> What to produce
Look through the data for the string "lifted". Copy every line where it is found.

> Provided records
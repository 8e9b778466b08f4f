//! The ring of p-adic integers truncated at a finite precision.
//!
//! A [`Zp`] value is a residue modulo `p^N` together with the absolute
//! precision `N` it is known to. Precision is data: every operation
//! publishes the precision of its result (the minimum of its operands'
//! precisions for the ring operations), and equality only compares the
//! digits both sides actually know.

use num_traits::{One, Zero};
use std::fmt;
use std::ops::{Add, Div, Mul, Neg, Sub};

use iwasawa_integers::{modular, Integer};

use crate::error::PadicError;

/// A p-adic integer known modulo `p^N`.
#[derive(Clone)]
pub struct Zp {
    prime: u64,
    precision: usize,
    value: Integer,
}

impl Zp {
    /// Creates a p-adic integer from a value, canonicalized to its least
    /// non-negative residue modulo `p^N`.
    ///
    /// # Panics
    ///
    /// Panics if `p < 2` or `precision < 1`.
    #[must_use]
    pub fn new(prime: u64, precision: usize, value: impl Into<Integer>) -> Self {
        assert!(prime >= 2, "prime must be >= 2, got {prime}");
        assert!(precision >= 1, "precision must be >= 1, got {precision}");
        let modulus = power_of(prime, precision);
        Self {
            prime,
            precision,
            value: value.into().rem_euclid(&modulus),
        }
    }

    /// Creates the zero element at the given precision.
    ///
    /// # Panics
    ///
    /// Panics if `p < 2` or `precision < 1`.
    #[must_use]
    pub fn zero(prime: u64, precision: usize) -> Self {
        Self::new(prime, precision, Integer::zero())
    }

    /// Creates the one element at the given precision.
    ///
    /// # Panics
    ///
    /// Panics if `p < 2` or `precision < 1`.
    #[must_use]
    pub fn one(prime: u64, precision: usize) -> Self {
        Self::new(prime, precision, Integer::one())
    }

    /// Creates a p-adic integer from a rational `num/den`.
    ///
    /// The denominator must be a p-adic unit; the result is
    /// `num * den^{-1} (mod p^N)`.
    ///
    /// # Errors
    ///
    /// `ZeroDenominator` when `den = 0`, `NonUnitDenominator` when
    /// `p | den`.
    pub fn from_rational(
        num: impl Into<Integer>,
        den: impl Into<Integer>,
        prime: u64,
        precision: usize,
    ) -> Result<Self, PadicError> {
        let num = num.into();
        let den = den.into();
        if den.is_zero() {
            return Err(PadicError::ZeroDenominator);
        }
        let modulus = power_of(prime, precision);
        let inv = den
            .mod_inverse(&modulus)
            .ok_or_else(|| PadicError::NonUnitDenominator(den.to_string(), prime))?;
        Ok(Self::new(prime, precision, num * inv))
    }

    /// Returns the base prime.
    #[must_use]
    pub fn prime(&self) -> u64 {
        self.prime
    }

    /// Returns the absolute precision `N`.
    #[must_use]
    pub fn precision(&self) -> usize {
        self.precision
    }

    /// Returns the canonical residue in `[0, p^N)`.
    #[must_use]
    pub fn to_integer(&self) -> &Integer {
        &self.value
    }

    /// Returns true if the residue is zero (the value is
    /// indistinguishable from zero at this precision).
    #[must_use]
    pub fn is_zero(&self) -> bool {
        self.value.is_zero()
    }

    /// Returns true if the residue is one.
    #[must_use]
    pub fn is_one(&self) -> bool {
        self.value.is_one()
    }

    /// Returns true if this value is a unit of `Z_p` (not divisible by p).
    #[must_use]
    pub fn is_unit(&self) -> bool {
        !self.value.is_divisible_by(&Integer::from(self.prime))
    }

    /// Changes the precision: truncates downward, lifts upward.
    ///
    /// Lifting adds no information; the extra digits of the lifted value
    /// are simply those of the canonical residue.
    ///
    /// # Panics
    ///
    /// Panics if `new_precision < 1`.
    #[must_use]
    pub fn with_precision(&self, new_precision: usize) -> Self {
        Self::new(self.prime, new_precision, self.value.clone())
    }

    /// Returns the p-adic valuation, i.e. the largest `k` with
    /// `p^k | value`. For the zero residue this is `N` by convention:
    /// the value cannot be told apart from zero at this precision.
    #[must_use]
    pub fn valuation(&self) -> usize {
        if self.is_zero() {
            return self.precision;
        }
        let (v, _) = modular::int_valuation(&self.value, self.prime);
        v.min(self.precision)
    }

    /// Extracts the unit part `u` of `value = p^v * u`.
    ///
    /// The unit is returned at precision `N - v`, which is all the
    /// digits of `u` this value determines. Zero is returned unchanged.
    #[must_use]
    pub fn unit_part(&self) -> Self {
        if self.is_zero() {
            return self.clone();
        }
        let (v, u) = modular::int_valuation(&self.value, self.prime);
        if v == 0 {
            return self.clone();
        }
        Self::new(self.prime, self.precision - v, u)
    }

    /// Raises to an integer power.
    ///
    /// Negative exponents require a unit.
    ///
    /// # Errors
    ///
    /// `NonUnitDivisor` when `exp < 0` and the value is not a unit.
    pub fn pow(&self, exp: i64) -> Result<Self, PadicError> {
        let base = if exp < 0 { self.inverse()? } else { self.clone() };
        let modulus = power_of(self.prime, self.precision);
        let result = base
            .value
            .pow_mod(&Integer::from(exp.unsigned_abs()), &modulus);
        Ok(Self::new(self.prime, self.precision, result))
    }

    /// Computes the multiplicative inverse.
    ///
    /// # Errors
    ///
    /// `DivisionByZero` for zero, `NonUnitDivisor` for non-units.
    pub fn inverse(&self) -> Result<Self, PadicError> {
        if self.is_zero() {
            return Err(PadicError::DivisionByZero);
        }
        let modulus = power_of(self.prime, self.precision);
        let inv = self
            .value
            .mod_inverse(&modulus)
            .ok_or_else(|| PadicError::NonUnitDivisor(self.value.to_string()))?;
        Ok(Self::new(self.prime, self.precision, inv))
    }

    /// Divides by another p-adic integer, which must be a unit.
    ///
    /// The result has precision `min(N1, N2)`.
    ///
    /// # Errors
    ///
    /// `PrimeMismatch`, `DivisionByZero` or `NonUnitDivisor`.
    pub fn checked_div(&self, other: &Self) -> Result<Self, PadicError> {
        if self.prime != other.prime {
            return Err(PadicError::PrimeMismatch(self.prime, other.prime));
        }
        let precision = self.precision.min(other.precision);
        let inv = other.with_precision(precision).inverse()?;
        Ok(self.with_precision(precision) * inv)
    }

    /// Computes the Teichmüller representative: the unique `(p−1)`-th
    /// root of unity congruent to this value mod p (zero for non-units).
    #[must_use]
    pub fn teichmuller(&self) -> Self {
        let w = modular::teichmuller_lift(&self.value, self.prime, self.precision);
        Self::new(self.prime, self.precision, w)
    }

    /// Computes a square root by Tonelli–Shanks at precision 1 followed
    /// by Hensel lifting.
    ///
    /// The value must be a unit; for odd p it must be a quadratic
    /// residue mod p, for p = 2 it must be `1 (mod 8)`.
    ///
    /// # Errors
    ///
    /// `NoSquareRoot` when the preconditions fail; the failure is exact
    /// (no root exists in `Z_p`).
    pub fn sqrt(&self) -> Result<Self, PadicError> {
        if !self.is_unit() {
            return Err(PadicError::NoSquareRoot(format!(
                "{} is not a unit",
                self.value
            )));
        }
        if self.prime == 2 {
            if self.precision >= 3
                && self.value.rem_euclid(&Integer::from(8u64)) != Integer::one()
            {
                return Err(PadicError::NoSquareRoot(format!(
                    "{} is not 1 mod 8",
                    self.value
                )));
            }
        } else if modular::legendre_symbol(&self.value, self.prime) != 1 {
            return Err(PadicError::NoSquareRoot(format!(
                "{} is not a quadratic residue mod {}",
                self.value, self.prime
            )));
        }
        let root = modular::sqrt_mod_prime_power(&self.value, self.prime, self.precision)
            .ok_or_else(|| {
                PadicError::NoSquareRoot(format!("{} has no root in Z_{}", self.value, self.prime))
            })?;
        Ok(Self::new(self.prime, self.precision, root))
    }

    /// Returns the base-p digits of the residue, least significant first,
    /// of length `N`.
    #[must_use]
    pub fn to_digits(&self) -> Vec<u64> {
        let p = Integer::from(self.prime);
        let mut digits = Vec::with_capacity(self.precision);
        let mut rest = self.value.clone();
        for _ in 0..self.precision {
            let d = rest.rem_euclid(&p);
            digits.push(d.to_u64().expect("digit fits u64"));
            rest = rest / &p;
        }
        digits
    }

    fn assert_same_prime(&self, other: &Self) {
        assert!(
            self.prime == other.prime,
            "mismatched primes: {} and {}",
            self.prime,
            other.prime
        );
    }
}

/// Computes `p^n` as an [`Integer`].
pub(crate) fn power_of(prime: u64, n: usize) -> Integer {
    Integer::from(prime).pow(u32::try_from(n).expect("precision fits u32"))
}

impl PartialEq for Zp {
    /// Two values are equal when their primes match and their residues
    /// agree modulo `p^min(N1, N2)`.
    fn eq(&self, other: &Self) -> bool {
        if self.prime != other.prime {
            return false;
        }
        let modulus = power_of(self.prime, self.precision.min(other.precision));
        self.value.rem_euclid(&modulus) == other.value.rem_euclid(&modulus)
    }
}

impl Eq for Zp {}

impl fmt::Debug for Zp {
    fn fmt(&self, f: &mut fmt::Formatter<'_>) -> fmt::Result {
        write!(
            f,
            "Zp({} mod {}^{})",
            self.value, self.prime, self.precision
        )
    }
}

impl fmt::Display for Zp {
    fn fmt(&self, f: &mut fmt::Formatter<'_>) -> fmt::Result {
        write!(f, "{} (mod {}^{})", self.value, self.prime, self.precision)
    }
}

impl Add for Zp {
    type Output = Self;

    fn add(self, rhs: Self) -> Self::Output {
        &self + &rhs
    }
}

impl Add for &Zp {
    type Output = Zp;

    fn add(self, rhs: Self) -> Self::Output {
        self.assert_same_prime(rhs);
        let precision = self.precision.min(rhs.precision);
        Zp::new(self.prime, precision, &self.value + &rhs.value)
    }
}

impl Sub for Zp {
    type Output = Self;

    fn sub(self, rhs: Self) -> Self::Output {
        &self - &rhs
    }
}

impl Sub for &Zp {
    type Output = Zp;

    fn sub(self, rhs: Self) -> Self::Output {
        self.assert_same_prime(rhs);
        let precision = self.precision.min(rhs.precision);
        Zp::new(self.prime, precision, &self.value - &rhs.value)
    }
}

impl Mul for Zp {
    type Output = Self;

    fn mul(self, rhs: Self) -> Self::Output {
        &self * &rhs
    }
}

impl Mul for &Zp {
    type Output = Zp;

    fn mul(self, rhs: Self) -> Self::Output {
        self.assert_same_prime(rhs);
        let precision = self.precision.min(rhs.precision);
        Zp::new(self.prime, precision, &self.value * &rhs.value)
    }
}

impl Div for Zp {
    type Output = Self;

    /// # Panics
    ///
    /// Panics when the divisor is not a unit; use
    /// [`Zp::checked_div`] to handle the error.
    fn div(self, rhs: Self) -> Self::Output {
        self.checked_div(&rhs).expect("division by non-unit in Zp")
    }
}

impl Div for &Zp {
    type Output = Zp;

    fn div(self, rhs: Self) -> Self::Output {
        self.checked_div(rhs).expect("division by non-unit in Zp")
    }
}

impl Neg for Zp {
    type Output = Self;

    fn neg(self) -> Self::Output {
        Zp::new(self.prime, self.precision, -self.value)
    }
}

impl Neg for &Zp {
    type Output = Zp;

    fn neg(self) -> Self::Output {
        Zp::new(self.prime, self.precision, -&self.value)
    }
}

#[cfg(test)]
mod tests {
    use super::*;
    use crate::error::ErrorKind;

    #[test]
    fn test_arithmetic_mod_p20() {
        let p = 7;
        let n = 20;
        let a = Zp::new(p, n, 15);
        let b = Zp::new(p, n, 8);
        let sum = &a + &b;
        assert_eq!(sum.to_integer(), &Integer::new(23));

        let mut expected = vec![0u64; n];
        expected[0] = 2;
        expected[1] = 3;
        assert_eq!(sum.to_digits(), expected);
    }

    #[test]
    fn test_precision_min_rule() {
        let a = Zp::new(5, 10, 123);
        let b = Zp::new(5, 4, 2);
        assert_eq!((&a + &b).precision(), 4);
        assert_eq!((&a * &b).precision(), 4);
        assert_eq!((&a - &b).precision(), 4);
    }

    #[test]
    fn test_equality_is_modulo_min_precision() {
        let a = Zp::new(7, 3, 10);
        let b = Zp::new(7, 10, 10 + 343);
        assert_eq!(a, b);
        let c = Zp::new(7, 10, 10 + 49);
        assert_ne!(a, c);
        assert_ne!(a, Zp::new(5, 3, 10));
    }

    #[test]
    fn test_valuation_and_unit_part() {
        let x = Zp::new(7, 10, 2 * 49);
        assert_eq!(x.valuation(), 2);
        let u = x.unit_part();
        assert_eq!(u.precision(), 8);
        assert_eq!(u.to_integer(), &Integer::new(2));

        assert_eq!(Zp::zero(7, 10).valuation(), 10);
        assert_eq!(Zp::new(7, 10, 3).valuation(), 0);
    }

    #[test]
    fn test_division_by_non_unit_fails() {
        let a = Zp::new(7, 10, 3);
        let b = Zp::new(7, 10, 14);
        let err = a.checked_div(&b).unwrap_err();
        assert_eq!(err.kind(), ErrorKind::DomainError);
    }

    #[test]
    fn test_from_rational() {
        // 1/2 in Z_7: 2 * x = 1 (mod 7^4)
        let x = Zp::from_rational(1, 2, 7, 4).unwrap();
        let two = Zp::new(7, 4, 2);
        assert!((x * two).is_one());

        assert_eq!(
            Zp::from_rational(1, 0, 7, 4).unwrap_err(),
            PadicError::ZeroDenominator
        );
        assert!(matches!(
            Zp::from_rational(1, 14, 7, 4).unwrap_err(),
            PadicError::NonUnitDenominator(..)
        ));
    }

    #[test]
    fn test_hensel_sqrt() {
        let p = 7;
        let n = 20;
        let x = Zp::new(p, n, 2);
        let r = x.sqrt().unwrap();
        assert_eq!(&r * &r, x);
        let r0 = r.to_digits()[0];
        assert!(r0 == 3 || r0 == 4);

        // 3 is not a QR mod 7
        assert!(matches!(
            Zp::new(p, n, 3).sqrt().unwrap_err(),
            PadicError::NoSquareRoot(_)
        ));
        // non-units have no sqrt
        assert!(Zp::new(p, n, 7).sqrt().is_err());
    }

    #[test]
    fn test_teichmuller() {
        let p = 7;
        let n = 15;
        for a in 1..7 {
            let w = Zp::new(p, n, a).teichmuller();
            assert!(w.pow(6).unwrap().is_one());
            assert_eq!(w.teichmuller(), w);
            assert_eq!(w.to_digits()[0], u64::try_from(a).unwrap());
        }
    }

    #[test]
    fn test_with_precision_round_trip() {
        let x = Zp::new(7, 10, 12345);
        let truncated = x.with_precision(3);
        assert_eq!(truncated.precision(), 3);
        // Lifting back cannot invent the lost digits but agrees mod 7^3
        let lifted = truncated.with_precision(10);
        assert_eq!(lifted.with_precision(3), x.with_precision(3));
    }

    #[test]
    fn test_pow_negative() {
        let x = Zp::new(7, 8, 3);
        let y = x.pow(-2).unwrap();
        let z = x.pow(2).unwrap();
        assert!((y * z).is_one());
        assert!(Zp::new(7, 8, 14).pow(-1).is_err());
    }
}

> Answer section
    /// Lifting adds no information; the extra digits of the lifted value
        let lifted = truncated.with_precision(10);
        assert_eq!(lifted.with_precision(3), x.with_precision(3));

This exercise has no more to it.